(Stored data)
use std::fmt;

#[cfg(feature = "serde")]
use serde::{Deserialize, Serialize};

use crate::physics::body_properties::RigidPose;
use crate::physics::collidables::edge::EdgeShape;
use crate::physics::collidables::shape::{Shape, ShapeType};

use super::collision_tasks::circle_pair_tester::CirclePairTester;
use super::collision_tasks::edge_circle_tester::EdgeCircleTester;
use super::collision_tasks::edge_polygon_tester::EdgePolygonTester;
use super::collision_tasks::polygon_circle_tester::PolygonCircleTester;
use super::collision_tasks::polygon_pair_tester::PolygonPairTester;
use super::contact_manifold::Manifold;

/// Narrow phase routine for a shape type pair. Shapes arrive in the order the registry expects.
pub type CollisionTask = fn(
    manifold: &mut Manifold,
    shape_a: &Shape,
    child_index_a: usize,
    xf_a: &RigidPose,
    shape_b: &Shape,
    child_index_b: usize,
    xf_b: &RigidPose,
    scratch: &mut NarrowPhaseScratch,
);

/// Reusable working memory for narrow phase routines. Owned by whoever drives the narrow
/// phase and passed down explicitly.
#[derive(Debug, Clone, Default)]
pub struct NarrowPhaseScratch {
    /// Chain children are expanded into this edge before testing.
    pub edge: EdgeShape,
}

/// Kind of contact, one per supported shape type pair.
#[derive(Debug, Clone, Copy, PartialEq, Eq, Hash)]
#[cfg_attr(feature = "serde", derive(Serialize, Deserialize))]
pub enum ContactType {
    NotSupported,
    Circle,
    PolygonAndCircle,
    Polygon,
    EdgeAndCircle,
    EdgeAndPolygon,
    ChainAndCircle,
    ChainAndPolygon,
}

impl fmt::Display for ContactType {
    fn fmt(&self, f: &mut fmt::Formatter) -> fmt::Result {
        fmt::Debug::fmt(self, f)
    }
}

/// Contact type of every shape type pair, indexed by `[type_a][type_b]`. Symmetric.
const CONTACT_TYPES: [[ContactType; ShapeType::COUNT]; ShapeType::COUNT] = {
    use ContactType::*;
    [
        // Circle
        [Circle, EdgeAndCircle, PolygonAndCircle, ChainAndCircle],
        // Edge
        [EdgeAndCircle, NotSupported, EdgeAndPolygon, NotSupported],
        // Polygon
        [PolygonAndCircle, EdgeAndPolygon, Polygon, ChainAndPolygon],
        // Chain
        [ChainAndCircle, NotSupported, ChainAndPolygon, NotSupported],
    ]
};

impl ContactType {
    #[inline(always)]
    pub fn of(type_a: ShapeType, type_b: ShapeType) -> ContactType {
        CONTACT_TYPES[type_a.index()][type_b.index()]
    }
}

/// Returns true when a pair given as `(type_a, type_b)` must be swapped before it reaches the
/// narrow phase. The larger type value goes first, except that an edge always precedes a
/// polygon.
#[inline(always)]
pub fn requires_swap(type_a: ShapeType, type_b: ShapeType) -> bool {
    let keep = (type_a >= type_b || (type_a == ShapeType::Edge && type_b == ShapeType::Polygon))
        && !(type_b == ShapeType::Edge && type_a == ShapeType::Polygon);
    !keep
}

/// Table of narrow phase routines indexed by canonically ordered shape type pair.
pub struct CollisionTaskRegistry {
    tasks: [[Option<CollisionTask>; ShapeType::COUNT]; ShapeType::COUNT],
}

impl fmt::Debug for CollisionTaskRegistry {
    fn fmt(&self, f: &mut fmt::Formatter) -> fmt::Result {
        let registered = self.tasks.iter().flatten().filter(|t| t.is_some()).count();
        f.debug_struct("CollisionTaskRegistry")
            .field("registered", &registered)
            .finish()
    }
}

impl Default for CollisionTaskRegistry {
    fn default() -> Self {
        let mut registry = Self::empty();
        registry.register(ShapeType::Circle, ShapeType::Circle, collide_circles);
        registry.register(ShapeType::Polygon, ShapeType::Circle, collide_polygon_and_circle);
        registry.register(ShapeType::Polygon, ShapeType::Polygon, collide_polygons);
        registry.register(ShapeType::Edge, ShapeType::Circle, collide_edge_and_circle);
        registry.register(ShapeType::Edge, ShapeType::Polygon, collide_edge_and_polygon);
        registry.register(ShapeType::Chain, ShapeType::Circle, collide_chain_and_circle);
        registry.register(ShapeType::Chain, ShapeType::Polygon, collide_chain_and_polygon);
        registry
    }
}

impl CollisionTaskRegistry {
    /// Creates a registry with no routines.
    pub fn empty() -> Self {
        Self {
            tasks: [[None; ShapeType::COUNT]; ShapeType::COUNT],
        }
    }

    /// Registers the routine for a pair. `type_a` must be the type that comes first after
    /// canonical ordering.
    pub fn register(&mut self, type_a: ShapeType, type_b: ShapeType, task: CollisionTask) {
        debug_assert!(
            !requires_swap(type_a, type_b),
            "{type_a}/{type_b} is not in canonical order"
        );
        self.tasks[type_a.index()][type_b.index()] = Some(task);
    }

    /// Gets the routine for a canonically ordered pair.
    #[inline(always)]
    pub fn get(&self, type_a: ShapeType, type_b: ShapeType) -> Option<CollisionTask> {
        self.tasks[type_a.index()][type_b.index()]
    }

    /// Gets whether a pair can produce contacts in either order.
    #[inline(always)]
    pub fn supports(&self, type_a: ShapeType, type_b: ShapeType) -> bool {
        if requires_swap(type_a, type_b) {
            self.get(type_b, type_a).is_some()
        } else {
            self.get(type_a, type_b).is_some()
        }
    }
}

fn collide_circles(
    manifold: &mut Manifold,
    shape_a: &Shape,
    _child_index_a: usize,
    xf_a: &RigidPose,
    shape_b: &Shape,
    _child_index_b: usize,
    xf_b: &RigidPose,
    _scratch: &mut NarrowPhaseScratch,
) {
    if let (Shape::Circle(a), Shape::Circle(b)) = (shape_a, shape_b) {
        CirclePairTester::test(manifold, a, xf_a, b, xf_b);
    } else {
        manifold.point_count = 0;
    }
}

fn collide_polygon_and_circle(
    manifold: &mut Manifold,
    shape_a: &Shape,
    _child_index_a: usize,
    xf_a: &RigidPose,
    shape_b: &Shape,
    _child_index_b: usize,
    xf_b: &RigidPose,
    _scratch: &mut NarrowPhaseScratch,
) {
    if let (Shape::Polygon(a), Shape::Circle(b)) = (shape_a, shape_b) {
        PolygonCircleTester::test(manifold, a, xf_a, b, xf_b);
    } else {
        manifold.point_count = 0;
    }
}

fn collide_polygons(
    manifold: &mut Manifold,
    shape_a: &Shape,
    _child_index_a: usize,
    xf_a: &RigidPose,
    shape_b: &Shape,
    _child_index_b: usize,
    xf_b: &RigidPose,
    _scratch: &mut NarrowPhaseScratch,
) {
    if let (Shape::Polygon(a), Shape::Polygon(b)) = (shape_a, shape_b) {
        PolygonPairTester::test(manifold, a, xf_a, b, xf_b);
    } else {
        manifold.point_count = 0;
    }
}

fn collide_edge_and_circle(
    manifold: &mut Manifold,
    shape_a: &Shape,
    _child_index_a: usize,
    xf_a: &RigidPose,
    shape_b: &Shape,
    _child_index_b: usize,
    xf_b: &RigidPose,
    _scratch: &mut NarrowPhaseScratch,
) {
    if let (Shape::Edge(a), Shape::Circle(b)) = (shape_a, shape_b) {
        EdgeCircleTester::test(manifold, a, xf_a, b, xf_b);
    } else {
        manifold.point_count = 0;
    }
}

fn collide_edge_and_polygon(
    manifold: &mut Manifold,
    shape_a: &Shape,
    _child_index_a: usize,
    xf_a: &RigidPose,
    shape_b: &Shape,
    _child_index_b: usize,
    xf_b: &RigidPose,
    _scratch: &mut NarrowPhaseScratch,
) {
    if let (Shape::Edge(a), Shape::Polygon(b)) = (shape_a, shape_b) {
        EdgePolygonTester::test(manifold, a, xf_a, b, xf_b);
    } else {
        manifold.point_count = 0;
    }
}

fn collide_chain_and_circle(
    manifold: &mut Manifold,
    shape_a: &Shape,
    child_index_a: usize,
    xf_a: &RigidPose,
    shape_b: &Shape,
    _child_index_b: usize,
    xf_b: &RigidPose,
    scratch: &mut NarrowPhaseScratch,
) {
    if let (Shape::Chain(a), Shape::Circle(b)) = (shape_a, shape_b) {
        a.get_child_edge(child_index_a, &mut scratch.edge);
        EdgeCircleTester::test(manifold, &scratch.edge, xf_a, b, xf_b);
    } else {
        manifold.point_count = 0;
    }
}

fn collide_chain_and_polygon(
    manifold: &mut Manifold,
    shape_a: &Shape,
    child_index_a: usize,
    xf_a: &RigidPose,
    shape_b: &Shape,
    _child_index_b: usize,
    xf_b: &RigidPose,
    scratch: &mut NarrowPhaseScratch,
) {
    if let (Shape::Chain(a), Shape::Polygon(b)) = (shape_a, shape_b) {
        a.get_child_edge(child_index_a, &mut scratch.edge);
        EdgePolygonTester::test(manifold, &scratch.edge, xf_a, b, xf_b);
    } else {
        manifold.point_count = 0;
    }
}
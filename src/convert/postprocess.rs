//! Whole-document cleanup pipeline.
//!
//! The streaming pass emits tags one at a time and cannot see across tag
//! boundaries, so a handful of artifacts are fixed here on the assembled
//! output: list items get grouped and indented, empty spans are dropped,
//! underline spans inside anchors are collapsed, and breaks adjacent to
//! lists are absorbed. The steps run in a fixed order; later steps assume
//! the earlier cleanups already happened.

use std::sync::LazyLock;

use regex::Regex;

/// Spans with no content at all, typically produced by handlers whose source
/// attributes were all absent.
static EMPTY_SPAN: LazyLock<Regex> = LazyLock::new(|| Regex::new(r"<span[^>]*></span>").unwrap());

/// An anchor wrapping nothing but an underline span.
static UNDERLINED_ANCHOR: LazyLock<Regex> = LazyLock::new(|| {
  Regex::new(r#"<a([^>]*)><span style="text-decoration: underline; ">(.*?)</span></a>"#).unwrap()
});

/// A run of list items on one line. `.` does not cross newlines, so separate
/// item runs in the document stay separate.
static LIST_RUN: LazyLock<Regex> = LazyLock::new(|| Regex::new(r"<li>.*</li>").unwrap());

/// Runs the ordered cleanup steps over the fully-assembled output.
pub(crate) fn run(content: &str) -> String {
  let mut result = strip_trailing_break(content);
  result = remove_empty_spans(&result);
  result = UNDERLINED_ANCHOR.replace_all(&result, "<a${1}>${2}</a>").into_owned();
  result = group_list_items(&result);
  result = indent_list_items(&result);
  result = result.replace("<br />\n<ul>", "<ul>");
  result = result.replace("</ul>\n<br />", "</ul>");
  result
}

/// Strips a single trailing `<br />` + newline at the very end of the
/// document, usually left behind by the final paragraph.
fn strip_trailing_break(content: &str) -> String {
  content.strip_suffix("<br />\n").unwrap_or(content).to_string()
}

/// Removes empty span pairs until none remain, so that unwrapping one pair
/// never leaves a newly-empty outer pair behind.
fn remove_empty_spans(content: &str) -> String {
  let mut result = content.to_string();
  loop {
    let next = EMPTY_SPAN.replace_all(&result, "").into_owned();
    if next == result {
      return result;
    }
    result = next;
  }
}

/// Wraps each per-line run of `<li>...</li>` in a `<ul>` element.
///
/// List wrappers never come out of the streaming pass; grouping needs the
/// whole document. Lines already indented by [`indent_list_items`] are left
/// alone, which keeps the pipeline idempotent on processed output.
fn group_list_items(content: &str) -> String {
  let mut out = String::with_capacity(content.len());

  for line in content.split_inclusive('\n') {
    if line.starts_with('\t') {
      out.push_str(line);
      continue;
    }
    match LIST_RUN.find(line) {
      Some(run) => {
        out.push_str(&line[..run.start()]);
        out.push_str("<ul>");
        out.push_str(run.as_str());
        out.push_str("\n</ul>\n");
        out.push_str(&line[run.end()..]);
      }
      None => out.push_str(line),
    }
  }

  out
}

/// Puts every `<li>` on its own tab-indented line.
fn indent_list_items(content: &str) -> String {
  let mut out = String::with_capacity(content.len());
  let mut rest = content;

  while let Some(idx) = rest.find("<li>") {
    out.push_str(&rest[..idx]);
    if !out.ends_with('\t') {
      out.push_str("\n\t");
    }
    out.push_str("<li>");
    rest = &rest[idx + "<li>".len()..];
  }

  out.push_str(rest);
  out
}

* * *

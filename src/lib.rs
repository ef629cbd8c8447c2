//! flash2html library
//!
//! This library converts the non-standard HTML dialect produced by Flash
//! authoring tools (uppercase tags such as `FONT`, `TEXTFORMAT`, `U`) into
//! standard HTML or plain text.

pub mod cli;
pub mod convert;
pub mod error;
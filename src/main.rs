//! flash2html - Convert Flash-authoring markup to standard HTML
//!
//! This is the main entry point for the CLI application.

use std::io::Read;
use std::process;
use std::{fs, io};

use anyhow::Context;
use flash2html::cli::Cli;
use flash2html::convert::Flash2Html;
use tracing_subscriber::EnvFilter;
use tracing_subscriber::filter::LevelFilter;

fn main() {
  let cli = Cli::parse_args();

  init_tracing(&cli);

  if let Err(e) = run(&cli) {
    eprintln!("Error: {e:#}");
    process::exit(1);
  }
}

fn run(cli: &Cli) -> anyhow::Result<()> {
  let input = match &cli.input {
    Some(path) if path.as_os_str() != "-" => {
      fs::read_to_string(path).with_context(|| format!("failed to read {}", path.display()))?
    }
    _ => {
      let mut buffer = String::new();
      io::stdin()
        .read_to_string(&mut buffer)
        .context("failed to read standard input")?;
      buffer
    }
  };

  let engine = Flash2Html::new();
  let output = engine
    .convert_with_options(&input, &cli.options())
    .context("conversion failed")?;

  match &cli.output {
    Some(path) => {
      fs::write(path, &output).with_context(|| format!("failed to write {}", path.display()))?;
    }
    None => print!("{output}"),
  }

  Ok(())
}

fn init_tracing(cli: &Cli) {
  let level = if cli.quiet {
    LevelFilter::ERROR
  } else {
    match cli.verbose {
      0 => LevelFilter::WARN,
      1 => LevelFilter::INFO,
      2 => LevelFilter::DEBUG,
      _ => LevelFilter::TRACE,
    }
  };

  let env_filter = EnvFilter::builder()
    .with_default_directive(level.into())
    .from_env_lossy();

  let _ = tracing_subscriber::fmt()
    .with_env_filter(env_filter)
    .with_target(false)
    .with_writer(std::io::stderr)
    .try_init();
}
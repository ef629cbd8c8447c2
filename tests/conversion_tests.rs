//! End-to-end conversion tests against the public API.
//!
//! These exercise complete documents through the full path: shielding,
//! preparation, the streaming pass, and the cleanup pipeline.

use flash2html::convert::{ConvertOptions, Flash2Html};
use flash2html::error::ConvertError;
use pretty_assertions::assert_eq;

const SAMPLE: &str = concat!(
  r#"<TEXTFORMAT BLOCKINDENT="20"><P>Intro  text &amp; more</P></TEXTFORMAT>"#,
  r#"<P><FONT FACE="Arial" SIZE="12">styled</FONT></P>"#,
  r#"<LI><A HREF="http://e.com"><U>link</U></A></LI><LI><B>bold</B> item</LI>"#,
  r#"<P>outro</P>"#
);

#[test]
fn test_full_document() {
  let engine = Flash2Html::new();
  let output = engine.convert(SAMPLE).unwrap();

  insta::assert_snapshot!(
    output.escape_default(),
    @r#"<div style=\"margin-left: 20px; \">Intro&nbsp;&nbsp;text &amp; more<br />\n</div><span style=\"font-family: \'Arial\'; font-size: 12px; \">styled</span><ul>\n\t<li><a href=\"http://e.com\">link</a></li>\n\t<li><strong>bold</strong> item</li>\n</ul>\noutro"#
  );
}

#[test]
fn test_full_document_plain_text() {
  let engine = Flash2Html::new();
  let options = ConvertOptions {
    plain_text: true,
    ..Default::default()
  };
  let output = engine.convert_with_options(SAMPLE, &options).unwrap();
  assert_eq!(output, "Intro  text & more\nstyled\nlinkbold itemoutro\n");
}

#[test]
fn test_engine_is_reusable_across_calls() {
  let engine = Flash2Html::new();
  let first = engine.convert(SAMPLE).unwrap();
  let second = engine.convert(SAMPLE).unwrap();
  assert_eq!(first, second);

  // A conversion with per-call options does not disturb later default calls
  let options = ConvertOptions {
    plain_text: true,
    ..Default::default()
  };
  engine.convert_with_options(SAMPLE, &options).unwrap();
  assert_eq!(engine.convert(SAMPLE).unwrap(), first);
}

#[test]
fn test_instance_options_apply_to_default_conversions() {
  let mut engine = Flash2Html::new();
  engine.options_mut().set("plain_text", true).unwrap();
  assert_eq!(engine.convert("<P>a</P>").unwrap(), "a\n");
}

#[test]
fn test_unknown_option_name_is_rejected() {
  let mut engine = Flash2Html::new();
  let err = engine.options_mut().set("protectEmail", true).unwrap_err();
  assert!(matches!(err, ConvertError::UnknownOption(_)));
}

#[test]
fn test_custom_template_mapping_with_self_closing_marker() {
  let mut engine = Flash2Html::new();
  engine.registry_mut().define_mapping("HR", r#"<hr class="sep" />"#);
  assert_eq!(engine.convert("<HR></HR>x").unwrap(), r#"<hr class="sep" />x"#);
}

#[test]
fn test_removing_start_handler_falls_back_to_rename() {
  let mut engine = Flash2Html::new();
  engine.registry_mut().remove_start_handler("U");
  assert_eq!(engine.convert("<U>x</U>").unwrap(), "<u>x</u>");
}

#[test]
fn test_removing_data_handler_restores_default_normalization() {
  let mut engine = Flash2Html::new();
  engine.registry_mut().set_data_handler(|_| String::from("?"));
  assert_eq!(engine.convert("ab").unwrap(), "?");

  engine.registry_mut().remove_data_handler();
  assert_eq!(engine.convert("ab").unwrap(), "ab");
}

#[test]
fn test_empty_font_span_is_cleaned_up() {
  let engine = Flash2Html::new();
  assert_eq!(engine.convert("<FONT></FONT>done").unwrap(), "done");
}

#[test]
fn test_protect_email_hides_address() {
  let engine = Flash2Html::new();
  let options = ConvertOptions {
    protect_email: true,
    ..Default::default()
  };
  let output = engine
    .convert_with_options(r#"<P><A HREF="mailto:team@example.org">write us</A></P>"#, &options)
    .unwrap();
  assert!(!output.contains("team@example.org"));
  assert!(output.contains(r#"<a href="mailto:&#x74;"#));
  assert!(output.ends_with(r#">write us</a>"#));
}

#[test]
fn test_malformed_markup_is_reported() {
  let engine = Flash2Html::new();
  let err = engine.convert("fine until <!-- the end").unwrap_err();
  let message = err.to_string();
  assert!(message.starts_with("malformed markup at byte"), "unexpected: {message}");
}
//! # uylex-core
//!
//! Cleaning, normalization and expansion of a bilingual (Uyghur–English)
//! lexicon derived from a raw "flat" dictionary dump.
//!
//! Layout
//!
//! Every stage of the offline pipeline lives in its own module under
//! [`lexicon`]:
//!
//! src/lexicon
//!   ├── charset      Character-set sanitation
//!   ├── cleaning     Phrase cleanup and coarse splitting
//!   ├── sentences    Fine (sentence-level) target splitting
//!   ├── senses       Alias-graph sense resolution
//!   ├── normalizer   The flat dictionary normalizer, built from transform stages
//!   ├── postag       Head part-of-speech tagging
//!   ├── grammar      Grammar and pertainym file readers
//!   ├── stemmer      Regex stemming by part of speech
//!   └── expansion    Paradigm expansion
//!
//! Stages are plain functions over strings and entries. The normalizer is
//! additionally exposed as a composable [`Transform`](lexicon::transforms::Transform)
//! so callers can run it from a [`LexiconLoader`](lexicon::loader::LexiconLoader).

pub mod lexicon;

| EXERCISE DETAILS |
Please show the lines in the entries above that hold the string "mailto".

| WRITTEN RESPONSE |
    .convert_with_options(r#"<P><A HREF="mailto:team@example.org">write us</A></P>"#, &options)
  assert!(output.contains(r#"<a href="mailto:&#x74;"#));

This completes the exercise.